## Information shown
====

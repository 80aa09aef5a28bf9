//! In-memory cache backend.

use std::collections::HashMap;
use std::sync::atomic::{AtomicU64, Ordering};
use std::sync::RwLock;

use tracker_core::{StorageError, TrackerResult};

use super::key::CacheKey;
use super::traits::{CacheBackend, CacheStats};

/// HashMap-backed cache. Counters are atomics so read paths only take the
/// map lock for the lookup itself.
#[derive(Debug, Default)]
pub struct InMemoryCacheBackend {
    entries: RwLock<HashMap<CacheKey, serde_json::Value>>,
    hits: AtomicU64,
    misses: AtomicU64,
    evictions: AtomicU64,
}

impl InMemoryCacheBackend {
    pub fn new() -> Self {
        Self::default()
    }
}

impl CacheBackend for InMemoryCacheBackend {
    fn get_raw(&self, key: &CacheKey) -> TrackerResult<Option<serde_json::Value>> {
        let entries = self.entries.read().map_err(|_| StorageError::LockPoisoned)?;
        match entries.get(key) {
            Some(value) => {
                self.hits.fetch_add(1, Ordering::Relaxed);
                Ok(Some(value.clone()))
            }
            None => {
                self.misses.fetch_add(1, Ordering::Relaxed);
                Ok(None)
            }
        }
    }

    fn put_raw(&self, key: CacheKey, value: serde_json::Value) -> TrackerResult<()> {
        let mut entries = self
            .entries
            .write()
            .map_err(|_| StorageError::LockPoisoned)?;
        entries.insert(key, value);
        Ok(())
    }

    fn evict(&self, key: &CacheKey) -> TrackerResult<()> {
        let mut entries = self
            .entries
            .write()
            .map_err(|_| StorageError::LockPoisoned)?;
        if entries.remove(key).is_some() {
            self.evictions.fetch_add(1, Ordering::Relaxed);
        }
        Ok(())
    }

    fn evict_many(&self, keys: &[CacheKey]) -> TrackerResult<()> {
        // One lock acquisition for the whole batch.
        let mut entries = self
            .entries
            .write()
            .map_err(|_| StorageError::LockPoisoned)?;
        for key in keys {
            if entries.remove(key).is_some() {
                self.evictions.fetch_add(1, Ordering::Relaxed);
            }
        }
        Ok(())
    }

    fn clear(&self) -> TrackerResult<()> {
        let mut entries = self
            .entries
            .write()
            .map_err(|_| StorageError::LockPoisoned)?;
        let removed = entries.len() as u64;
        entries.clear();
        self.evictions.fetch_add(removed, Ordering::Relaxed);
        Ok(())
    }

    fn stats(&self) -> CacheStats {
        let entries = self.entries.read().map(|m| m.len() as u64).unwrap_or(0);
        CacheStats {
            hits: self.hits.load(Ordering::Relaxed),
            misses: self.misses.load(Ordering::Relaxed),
            evictions: self.evictions.load(Ordering::Relaxed),
            entries,
        }
    }
}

====

## Task description
The lines to return are those with the string "HashMap" in them; copy each from the entries above.

## Exercise response
use std::collections::HashMap;
/// HashMap-backed cache. Counters are atomics so read paths only take the
    entries: RwLock<HashMap<CacheKey, serde_json::Value>>,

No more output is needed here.